ORIENTATION PILOT PROGRAM FOR REFUGEES REINFORCES COMMUNITY CONNECTIONS
What’s new:
WorkSafeBC developed a Syrian worker orientation pilot program along with the SUCCESS multicultural organization and promoted it during a Refugee Response Team meeting in Vancouver, British Columbia in May 2016, according to documents obtained through the provincial Freedom of Information and Protection of Privacy Act from the Ministry of Jobs, Tourism and Skills Training and Minister Responsible for Labour of British Columbia.
Why it’s important:
The meeting agenda shows that WorkSafeBC encouraged local immigrant organizations who attended the meeting to adopt and deliver the meeting. This is important and helpful because it shows the value of partnerships between a health and safety regulator like WorksafeBC and local community organizations.
Scott McCloy, Director of Government, Community and Media Relations with WorkSafeBC, emphasizes their role a regulatory body independent of the provincial government. McCloy also highlights that community organizations have local expertise with regards to individual client requirements and are able to connect and communicate directly to their clients in Arabic to inform them about the workshop. In these preliminary stages, the aim of the pilot program is to make work-ready Arabic speaking immigrants, including the large influx from Syria, “aware of their rights as employees and employers”, according to McCloy.
What the government says:
The Ministry of Jobs, Tourism, and Skills Training was contacted eight times by email and telephone when asked about their role in orientation programs for new Syrian refugees. In an email from Sheldon Johnson, Communications Manager, the Ministry referred back to WorkSafeBC, as “WorkSafeBC is entirely independent and industry funded. Therefore they really are the best people to talk to about their program.” When asked again regarding this Ministry of Jobs, Tourism, and Skills Training’s specific role with regards to orientation programs for new immigrants in terms of workshop conception, development, monitoring and evaluation, including programs for Syrian refugees, they did not reply.
What others say:
The Immigrant Services Society of British Columbia did publish a poster online advertising the workshop. However, Jennifer York, Senior Manager of Settlement Services, emphasized that facilitators contacted their clients directly to advertised the program. She also mentioned that each facilitator tailored the workshop to their clients’ needs, and that two workshops were delivered in English with a translator and one facilitator delivered the workshop in Arabic, which had the most attendance. The workshops, while geared for Syrian refugees, were also attended by participants from other parts of the Arabic speaking world, such as Iraq, and included cultural sensitivities: the facilitators outlined differences in working culture between the participants’ home countries and British Columbia.

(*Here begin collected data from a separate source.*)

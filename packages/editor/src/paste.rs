//! # Paste Planning
//!
//! Turns clipboard content into insert batches for the current document.
//!
//! ```text
//! destination   current node
//! TopLevel      none, or a top-level node that is not an empty preset
//! EmptyItem     a top-level preset without children (becomes the parent)
//! ItemLevel     anything below the top level (paste between its siblings)
//! ```
//!
//! Pasting into another document brings along every preset the copied
//! items reference that the destination lacks, all with fresh ids. A
//! referenced preset the destination already holds under the same name and
//! type is reused instead, so pasting twice does not duplicate it.

use crate::clipboard::{Clipboard, ClipboardItem};
use crate::rename::next_name;
use knecht_common::{ItemId, ItemKind, NodeData};
use knecht_document::{Document, NodeId};
use std::collections::{HashMap, HashSet};
use tracing::debug;

#[derive(Debug, Clone, Copy, PartialEq, Eq)]
pub enum PasteDestination {
    TopLevel,
    ItemLevel,
    EmptyItem,
}

/// Detached items to insert under `parent`, numbered from `start`
#[derive(Debug, Clone, PartialEq, Eq)]
pub struct InsertBatch {
    pub parent: NodeId,
    pub start: i32,
    pub items: Vec<NodeData>,
}

#[derive(Debug, Clone)]
pub struct PastePlan {
    pub destination: PasteDestination,
    pub different_origin: bool,
    /// Main content first, collected presets after
    pub batches: Vec<InsertBatch>,
}

impl PastePlan {
    pub fn is_empty(&self) -> bool {
        self.batches.iter().all(|batch| batch.items.is_empty())
    }

    pub fn item_count(&self) -> usize {
        self.batches.iter().map(|batch| batch.items.len()).sum()
    }
}

pub fn determine_destination(document: &Document, current: Option<NodeId>) -> PasteDestination {
    let Some(current) = current.filter(|node| document.contains(*node)) else {
        return PasteDestination::TopLevel;
    };
    if !document.is_top_level(current) {
        return PasteDestination::ItemLevel;
    }

    let empty_preset = document.cells(current).is_some_and(|cells| {
        matches!(cells.kind(), ItemKind::Preset | ItemKind::RenderPreset)
    }) && document.row_count(current) == 0;

    if empty_preset {
        PasteDestination::EmptyItem
    } else {
        PasteDestination::TopLevel
    }
}

/// Order of `node`'s top-level ancestor, where top-level inserts start
pub(crate) fn top_level_start(document: &Document, current: Option<NodeId>) -> i32 {
    current
        .and_then(|node| document.top_level_of(node))
        .and_then(|node| document.cells(node))
        .map_or(0, |cells| cells.order.max(0))
}

pub fn plan_paste(document: &Document, clipboard: &Clipboard, current: Option<NodeId>) -> PastePlan {
    let destination = determine_destination(document, current);
    let different_origin = clipboard.origin() != document.id();

    let mut referenced: Vec<NodeData> = Vec::new();
    let mut reused: HashMap<ItemId, ItemId> = HashMap::new();
    if different_origin {
        let mut seen = HashSet::new();
        for preset in clipboard.referenced() {
            if let Some(id) = preset.cells.id {
                if document.registry().contains_preset(id) || !seen.insert(id) {
                    continue;
                }
                match existing_match(document, preset) {
                    Some(existing) => {
                        reused.insert(id, existing);
                    }
                    None => referenced.push(preset.clone()),
                }
            }
        }
    }

    let batches = match destination {
        PasteDestination::TopLevel => {
            let start = top_level_start(document, current);
            let items = top_level_items(document, clipboard.items(), referenced, &reused, different_origin);
            vec![InsertBatch {
                parent: document.root(),
                start,
                items: numbered(items, start),
            }]
        }
        PasteDestination::ItemLevel | PasteDestination::EmptyItem => {
            item_level_batches(
                document,
                clipboard.items(),
                referenced,
                reused,
                current,
                destination,
                different_origin,
            )
        }
    };

    let plan = PastePlan {
        destination,
        different_origin,
        batches: batches.into_iter().filter(|batch| !batch.items.is_empty()).collect(),
    };
    debug!(?destination, different_origin, items = plan.item_count(), "paste planned");
    plan
}

fn top_level_items(
    document: &Document,
    copied: &[ClipboardItem],
    mut referenced: Vec<NodeData>,
    reused: &HashMap<ItemId, ItemId>,
    different_origin: bool,
) -> Vec<NodeData> {
    let referenced_ids: HashSet<ItemId> = referenced.iter().filter_map(|data| data.cells.id).collect();
    let mut items: Vec<NodeData> = copied
        .iter()
        .filter(|item| !item.data.cells.id.is_some_and(|id| referenced_ids.contains(&id)))
        .filter(|item| item.data.kind() != ItemKind::Reference)
        .map(|item| item.data.clone())
        .collect();

    if different_origin {
        let mut map = reused.clone();
        map.extend(fresh_ids(referenced.iter().chain(items.iter())));
        for data in referenced.iter_mut().chain(items.iter_mut()) {
            data.remap_identities(&map);
        }
        for item in referenced.iter_mut().chain(items.iter_mut()) {
            if document.find_top_level(&item.cells.name).is_some() {
                item.cells.name = next_name(&item.cells.name);
            }
        }
    } else {
        for item in &mut items {
            if item.cells.id.is_some_and(|id| document.registry().contains_preset(id)) {
                item.cells.id = Some(ItemId::new());
                item.cells.name = next_name(&item.cells.name);
            }
        }
    }

    let mut all = referenced;
    all.extend(items);
    all.sort_by_key(|data| data.cells.order);
    all
}

fn item_level_batches(
    document: &Document,
    copied: &[ClipboardItem],
    mut collected: Vec<NodeData>,
    mut reused: HashMap<ItemId, ItemId>,
    current: Option<NodeId>,
    destination: PasteDestination,
    different_origin: bool,
) -> Vec<InsertBatch> {
    let Some(current) = current else {
        return Vec::new();
    };
    let (parent, start) = match destination {
        PasteDestination::EmptyItem => (current, 0),
        _ => match (document.parent_of(current), document.cells(current)) {
            (Some(parent), Some(cells)) => (parent, cells.order.max(0)),
            _ => return Vec::new(),
        },
    };

    let mut top: Vec<NodeData> = Vec::new();
    let mut nested: Vec<NodeData> = Vec::new();
    for item in copied {
        let mut converted = NodeData::new(item.data.cells.clone());
        if item.top_level {
            if item.data.kind() != ItemKind::Variant {
                if different_origin && item.data.kind().is_preset_like() {
                    let id = item.data.cells.id;
                    let known = collected.iter().any(|data| data.cells.id == id);
                    if let Some(id) = id.filter(|id| !known && !document.registry().contains_preset(*id)) {
                        match existing_match(document, &item.data) {
                            Some(existing) => {
                                reused.insert(id, existing);
                            }
                            None => collected.push(item.data.clone()),
                        }
                    }
                }
                converted.convert_to_reference();
            }
            top.push(converted);
        } else {
            nested.push(converted);
        }
    }
    top.sort_by_key(|data| data.cells.order);
    nested.sort_by_key(|data| data.cells.order);
    top.extend(nested);
    let mut items = top;

    if !different_origin {
        return vec![InsertBatch {
            parent,
            start,
            items: numbered(items, start),
        }];
    }

    let mut map = reused;
    map.extend(fresh_ids(collected.iter()));
    for data in collected.iter_mut().chain(items.iter_mut()) {
        data.remap_identities(&map);
    }
    for data in &mut collected {
        if document.find_top_level(&data.cells.name).is_some() {
            data.cells.name = next_name(&data.cells.name);
        }
    }
    collected.sort_by_key(|data| data.cells.order);

    let top_start = top_level_start(document, Some(current));
    vec![
        InsertBatch {
            parent,
            start,
            items: numbered(items, start),
        },
        InsertBatch {
            parent: document.root(),
            start: top_start,
            items: numbered(collected, top_start),
        },
    ]
}

/// Id of a top-level preset in `document` with the same name and type as `preset`
fn existing_match(document: &Document, preset: &NodeData) -> Option<ItemId> {
    document
        .top_level()
        .iter()
        .filter_map(|node| document.cells(*node))
        .find(|cells| cells.name == preset.cells.name && cells.item_type == preset.cells.item_type)
        .and_then(|cells| cells.id)
}

/// A fresh identity for every id declared inside `items`
fn fresh_ids<'a>(items: impl Iterator<Item = &'a NodeData>) -> HashMap<ItemId, ItemId> {
    items
        .flat_map(NodeData::walk)
        .filter_map(|node| node.cells.id)
        .map(|id| (id, ItemId::new()))
        .collect()
}

fn numbered(items: Vec<NodeData>, start: i32) -> Vec<NodeData> {
    items
        .into_iter()
        .enumerate()
        .map(|(offset, mut item)| {
            item.cells.order = start + offset as i32;
            item
        })
        .collect()
}
use crate::config::{Config, DEFAULT_CONFIG_NAME};
use anyhow::Result;
use clap::Args;
use colored::Colorize;
use std::fs;
use std::path::PathBuf;

#[derive(Debug, Args)]
pub struct InitArgs {
    /// Log level written to the config
    #[arg(short, long, default_value = "info")]
    pub log_level: String,

    /// Force overwrite existing config
    #[arg(short, long)]
    pub force: bool,
}

pub fn init(args: InitArgs, cwd: &str) -> Result<()> {
    let config_path = PathBuf::from(cwd).join(DEFAULT_CONFIG_NAME);

    // Check if config already exists
    if config_path.exists() && !args.force {
        println!(
            "{} {} already exists",
            "⚠️".yellow(),
            DEFAULT_CONFIG_NAME.bright_white()
        );
        println!("Use --force to overwrite");
        return Ok(());
    }

    let config = Config {
        log_level: args.log_level,
        ..Config::default()
    };
    let config_json = serde_json::to_string_pretty(&config)?;
    fs::write(&config_path, config_json)?;

    println!("  {} Created {}", "✓".green(), DEFAULT_CONFIG_NAME);
    println!();
    println!("Next steps:");
    println!("  1. Run: knecht validate <file.xml>");
    println!("  2. Run: knecht resolve <file.xml> <preset>");

    Ok(())
}

#[cfg(test)]
mod tests {
    use super::*;

    #[test]
    fn test_init_writes_default_config() {
        let dir = tempfile::tempdir().unwrap();
        let cwd = dir.path().display().to_string();
        init(
            InitArgs {
                log_level: "debug".into(),
                force: false,
            },
            &cwd,
        )
        .unwrap();

        let config = Config::load(&cwd).unwrap();
        assert_eq!(config.log_level, "debug");
        assert_eq!(config.editor, Config::default().editor);
    }

    #[test]
    fn test_init_keeps_existing_config_without_force() {
        let dir = tempfile::tempdir().unwrap();
        let cwd = dir.path().display().to_string();
        let path = dir.path().join(DEFAULT_CONFIG_NAME);
        fs::write(&path, "{}").unwrap();

        init(
            InitArgs {
                log_level: "info".into(),
                force: false,
            },
            &cwd,
        )
        .unwrap();
        assert_eq!(fs::read_to_string(&path).unwrap(), "{}");
    }
}
use super::open_document;
use anyhow::Result;
use clap::Args;
use colored::Colorize;
use knecht_editor::{Document, ItemKind};
use serde::Serialize;
use std::collections::BTreeMap;
use std::path::PathBuf;

#[derive(Args, Debug)]
pub struct InfoArgs {
    /// Exchange file to inspect
    pub input: PathBuf,

    /// Print the summary as JSON
    #[arg(long)]
    pub json: bool,
}

#[derive(Debug, Default, Serialize)]
#[serde(rename_all = "camelCase")]
pub struct Summary {
    pub nodes: usize,
    pub top_level: usize,
    pub presets: usize,
    pub references: usize,
    pub kinds: BTreeMap<String, usize>,
}

impl Summary {
    pub fn of(document: &Document) -> Self {
        let mut kinds = BTreeMap::new();
        for node in document.descendants(document.root()) {
            if node == document.root() {
                continue;
            }
            if let Some(cells) = document.cells(node) {
                *kinds.entry(kind_name(cells.kind())).or_insert(0) += 1;
            }
        }

        Self {
            nodes: document.len(),
            top_level: document.top_level().len(),
            presets: document.registry().preset_count(),
            references: document.registry().reference_count(),
            kinds,
        }
    }
}

fn kind_name(kind: ItemKind) -> String {
    serde_json::to_value(kind)
        .ok()
        .and_then(|value| value.as_str().map(str::to_string))
        .unwrap_or_else(|| format!("{:?}", kind))
}

pub fn info(args: InfoArgs) -> Result<()> {
    let document = open_document(&args.input)?;
    let summary = Summary::of(&document);

    if args.json {
        println!("{}", serde_json::to_string_pretty(&summary)?);
        return Ok(());
    }

    println!("{} {}", "File".bright_blue().bold(), args.input.display());
    println!("   Nodes:      {}", summary.nodes);
    println!("   Top level:  {}", summary.top_level);
    println!("   Presets:    {}", summary.presets);
    println!("   References: {}", summary.references);
    println!();
    for (kind, count) in &summary.kinds {
        println!("   {:<16} {}", kind, count);
    }
    Ok(())
}

#[cfg(test)]
mod tests {
    use super::*;
    use knecht_editor::{Cells, NodeData};

    #[test]
    fn test_summary_counts_kinds() {
        let p1 = Cells::preset("P1", "trim_setup");
        let u1 = p1.id.unwrap();
        let document = Document::from_roots(vec![
            NodeData::new(p1).with_children(vec![Cells::variant(0, "Color", "red").into()]),
            NodeData::new(Cells::preset("P2", "package").with_order(1))
                .with_children(vec![Cells::reference("R", u1).into()]),
        ]);

        let summary = Summary::of(&document);
        assert_eq!(summary.nodes, 4);
        assert_eq!(summary.top_level, 2);
        assert_eq!(summary.presets, 2);
        assert_eq!(summary.references, 1);
        assert_eq!(summary.kinds.get("preset"), Some(&2));
        assert_eq!(summary.kinds.get("variant"), Some(&1));
        assert_eq!(summary.kinds.get("reference"), Some(&1));
    }
}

York also highlighted the benefits of delivering the workshop in Arabic as well as with an English interpreter. Delivering in both languages at different times allows them to reach more people. Also, providing the program in Arabic creates a more comfortable environment where attendees tended to ask more questions and engage more. On the other hand, delivering the workshop in English served as another teaching method, as participants were able to learn specific terms about their safety and rights as employees in their mother tongue, as well as their language of work.
What’s next:
WorkSafeBC will evaluate the pilot program in June 2017 based on the survey data they will receive from the community organizations that delivered the workshop. This data will dictate future steps and how to improve the program, according to McCloy, and shape the program’s scope and content in the future.
York says that this particular program is ideally tailored for Syrian refugees, but was also attended by other Arabic speaking participants from other parts of the world, including Iraq. York emphasizes that in the future, it would be useful to be provided with programs that would benefit all the groups they service, not only Syrian refugees.